Therefore, the accurate forecasting of natural gas prices is of paramount importance to multiple stakeholders. For policymakers, reliable forecasts can serve as a foundation for formulating energy security strategies such as adjusting import structures or optimizing reserve capacities. Market participants (e.g., producers and traders) facilitate risk management and investment decision making, mitigating losses arising from price volatility. For households and industries, stable price expectations are conducive to cost planning and adjustments to energy consumption patterns [13].

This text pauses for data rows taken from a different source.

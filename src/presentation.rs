//! Presentation layer
//!
//! This module contains the page components, the shared screen layout and
//! configuration (styles, keybindings).

pub mod components;
pub mod config;
pub mod layout;
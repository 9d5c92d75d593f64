use std::path::PathBuf;

use clap::Parser;

use crate::utils::version;

#[derive(Parser, Debug)]
#[command(author, version = version(), about)]
pub struct Cli {
    #[arg(
        short,
        long,
        value_name = "FLOAT",
        value_parser = positive_rate,
        help = "Tick rate, i.e. number of ticks per second (drives the marquee)",
        default_value_t = 8.0
    )]
    pub tick_rate: f64,

    #[arg(
        short,
        long,
        value_name = "FLOAT",
        value_parser = positive_rate,
        help = "Frame rate, i.e. number of frames per second",
        default_value_t = 30.0
    )]
    pub frame_rate: f64,

    #[arg(
        long,
        value_name = "PATH",
        help = "Load testimonials from a JSON file instead of the configuration"
    )]
    pub testimonials: Option<PathBuf>,

    #[arg(long, help = "Enable timer-driven testimonial auto-advance")]
    pub auto_advance: bool,
}

/// Rates become `1 / rate` second intervals, so they must be positive and finite
fn positive_rate(s: &str) -> Result<f64, String> {
    let rate: f64 = s.parse().map_err(|e| format!("`{s}` is not a number: {e}"))?;
    if rate.is_finite() && rate > 0.0 {
        Ok(rate)
    } else {
        Err(format!("`{s}` must be a positive, finite number"))
    }
}

#[cfg(test)]
mod tests {
    use rstest::rstest;
    use pretty_assertions::assert_eq;

    use super::*;

    #[test]
    fn test_defaults() {
        let cli = Cli::parse_from(["pamui"]);
        assert_eq!(cli.tick_rate, 8.0);
        assert_eq!(cli.frame_rate, 30.0);
        assert_eq!(cli.testimonials, None);
        assert!(!cli.auto_advance);
    }

    #[test]
    fn test_overrides() {
        let cli = Cli::parse_from([
            "pamui",
            "--tick-rate",
            "2",
            "--testimonials",
            "quotes.json",
            "--auto-advance",
        ]);
        assert_eq!(cli.tick_rate, 2.0);
        assert_eq!(cli.testimonials, Some(PathBuf::from("quotes.json")));
        assert!(cli.auto_advance);
    }

    #[rstest]
    #[case("--tick-rate", "0")]
    #[case("--tick-rate", "-4")]
    #[case("--frame-rate", "0")]
    #[case("--frame-rate", "inf")]
    #[case("--frame-rate", "NaN")]
    fn test_rejects_unusable_rates(#[case] flag: &str, #[case] value: &str) {
        assert!(Cli::try_parse_from(["pamui", flag, value]).is_err());
    }
}
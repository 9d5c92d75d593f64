use ratatui::{prelude::*, widgets::*};

use crate::{
    core::state::{AppState, Focus},
    presentation::layout::{PageLayout, FAQ_ANSWER_ROWS},
};

/// FAQ accordion
#[derive(Debug, Clone, Default)]
pub struct FaqComponent;

impl FaqComponent {
    pub fn new() -> Self {
        Self
    }

    pub fn view(&self, state: &AppState, frame: &mut Frame, layout: &PageLayout) {
        let styles = &state.config.config.styles;
        let focused = state.ui.focus == Focus::Faq && !state.menu.is_visible();

        let mut block = Block::default()
            .borders(Borders::ALL)
            .border_type(BorderType::Rounded)
            .title(" FAQ ");
        if focused {
            block = block.border_style(styles.get_or_default("focused_border"));
        }
        frame.render_widget(block, layout.faq);

        for (i, (entry, row)) in state
            .faq
            .entries()
            .iter()
            .zip(&layout.faq_questions)
            .enumerate()
        {
            let expanded = state.faq.is_expanded(i);
            let marker = if expanded { "▾" } else { "▸" };
            let mut style = if expanded {
                styles.get_or_default("faq_expanded")
            } else {
                Style::default()
            };
            if focused && state.faq.cursor() == i {
                style = style.add_modifier(Modifier::REVERSED);
            }
            frame.render_widget(
                Paragraph::new(format!("{marker} {}", entry.question)).style(style),
                *row,
            );

            if expanded {
                let answer = Rect {
                    x: row.x + 2,
                    y: row.y + 1,
                    width: row.width.saturating_sub(2),
                    height: FAQ_ANSWER_ROWS.min(layout.faq.bottom().saturating_sub(row.y + 2)),
                };
                frame.render_widget(
                    Paragraph::new(entry.answer.as_str())
                        .style(Style::default().fg(Color::Gray))
                        .wrap(Wrap { trim: true }),
                    answer,
                );
            }
        }
    }
}
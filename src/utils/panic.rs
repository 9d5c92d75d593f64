//! Panic and error report hooks

use std::panic;
use std::process;

use better_panic::Settings;
use color_eyre::config::HookBuilder;
use color_eyre::eyre::Result;
use tracing::error;

use crate::infrastructure::tui::{real::RealTui, TuiLike};

pub fn initialize_panic_handler() -> Result<()> {
    let (panic_hook, eyre_hook) = HookBuilder::default()
        .panic_section(format!(
            "This is a bug. Consider reporting it to the {} maintainers",
            env!("CARGO_PKG_NAME")
        ))
        .capture_span_trace_by_default(false)
        .display_location_section(false)
        .display_env_section(false)
        .into_hooks();
    eyre_hook.install()?;
    panic::set_hook(Box::new(move |panic_info| {
        // Leave raw mode and the alternate screen before printing anything
        if let Ok(mut t) = RealTui::new() {
            if let Err(r) = t.exit() {
                error!("Unable to exit Terminal: {r:?}");
            }
        }

        #[cfg(not(debug_assertions))]
        {
            use human_panic::{handle_dump, print_msg, Metadata};
            let meta = Metadata::new(env!("CARGO_PKG_NAME"), env!("CARGO_PKG_VERSION"))
                .authors(env!("CARGO_PKG_AUTHORS").replace(':', ", "))
                .homepage(env!("CARGO_PKG_HOMEPAGE"));

            let file_path = handle_dump(&meta, panic_info);
            if print_msg(file_path, &meta).is_err() {
                eprintln!("human-panic: printing error message to console failed");
            }
            eprintln!("{}", panic_hook.panic_report(panic_info));
        }
        let msg = format!("{}", panic_hook.panic_report(panic_info));
        log::error!("Error: {}", strip_ansi_escapes::strip_str(msg));

        #[cfg(debug_assertions)]
        {
            Settings::auto()
                .most_recent_first(false)
                .lineno_suffix(true)
                .verbosity(better_panic::Verbosity::Full)
                .create_panic_handler()(panic_info);
        }

        process::exit(libc::EXIT_FAILURE);
    }));
    Ok(())
}
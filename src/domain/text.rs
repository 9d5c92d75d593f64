use unicode_width::{UnicodeWidthChar, UnicodeWidthStr};

/// Separator placed between logos on the marquee track
pub const MARQUEE_SEPARATOR: &str = "   •   ";

/// Build one period of the marquee track
pub fn marquee_track(logos: &[String]) -> String {
    if logos.is_empty() {
        return String::new();
    }

    let mut track = logos.join(MARQUEE_SEPARATOR);
    track.push_str(MARQUEE_SEPARATOR);
    track
}

/// Visible slice of an endlessly repeating track.
///
/// `offset` is measured in columns and wraps at the track width. Wide
/// characters that would straddle the left edge are replaced by spaces so the
/// result is always exactly `width` columns.
pub fn marquee_window(track: &str, offset: usize, width: usize) -> String {
    let track_width = track.width();
    if track_width == 0 || width == 0 {
        return String::new();
    }

    let mut skip = offset % track_width;
    let mut result = String::with_capacity(width);
    let mut filled = 0;

    for c in track.chars().cycle() {
        let char_width = c.width().unwrap_or(0);
        if skip > 0 {
            if char_width > skip {
                // Only the right part of a wide char is visible
                for _ in 0..(char_width - skip).min(width - filled) {
                    result.push(' ');
                    filled += 1;
                }
                skip = 0;
            } else {
                skip -= char_width;
            }
            continue;
        }

        if filled + char_width > width {
            break;
        }
        result.push(c);
        filled += char_width;
        if filled == width {
            break;
        }
    }

    while filled < width {
        result.push(' ');
        filled += 1;
    }

    result
}

#[cfg(test)]
mod tests {
    use pretty_assertions::assert_eq;

    use super::*;

    #[test]
    fn test_marquee_track() {
        let logos = vec!["Ford".to_string(), "Kia".to_string()];
        assert_eq!(marquee_track(&logos), "Ford   •   Kia   •   ");
        assert_eq!(marquee_track(&[]), "");
    }

    #[test]
    fn test_marquee_window_wraps() {
        assert_eq!(marquee_window("abc", 0, 5), "abcab");
        assert_eq!(marquee_window("abc", 1, 5), "bcabc");
        assert_eq!(marquee_window("abc", 4, 2), "bc");
    }

    #[test]
    fn test_marquee_window_wide_chars() {
        // "あ" is two columns wide
        assert_eq!(marquee_window("あb", 0, 3), "あb");
        assert_eq!(marquee_window("あb", 1, 3), " b ");
        assert_eq!(marquee_window("あb", 1, 3).width(), 3);
    }

    #[test]
    fn test_marquee_window_empty() {
        assert_eq!(marquee_window("", 3, 10), "");
        assert_eq!(marquee_window("abc", 3, 0), "");
    }
}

Currently, there has been extensive exploration of natural gas price forecasting. The well-established classical statistical methods in this field include the Autoregressive Moving Average (ARMA) model [14,15], Autoregressive Integrated Moving Average (ARIMA) model [16,17,18], Principal Component Analysis (PCA) [19], and Generalized Autoregressive Conditional Heteroskedasticity (GARCH) model [20]. For instance, Ruslan et al. analyzed prices using a series of univariate GARCH models, which provided a reference for regulators and investors in predicting market volatility and formulating relevant strategies. However, natural gas prices are affected by multiple complex factors, such as geopolitics, supply-demand relationships, and weather changes, and their fluctuations often exhibit strong nonlinear and nonstationary characteristics. This makes it difficult for classical statistical methods to fully capture the complex dynamics of price changes, leading to significant limitations in forecasting accuracy.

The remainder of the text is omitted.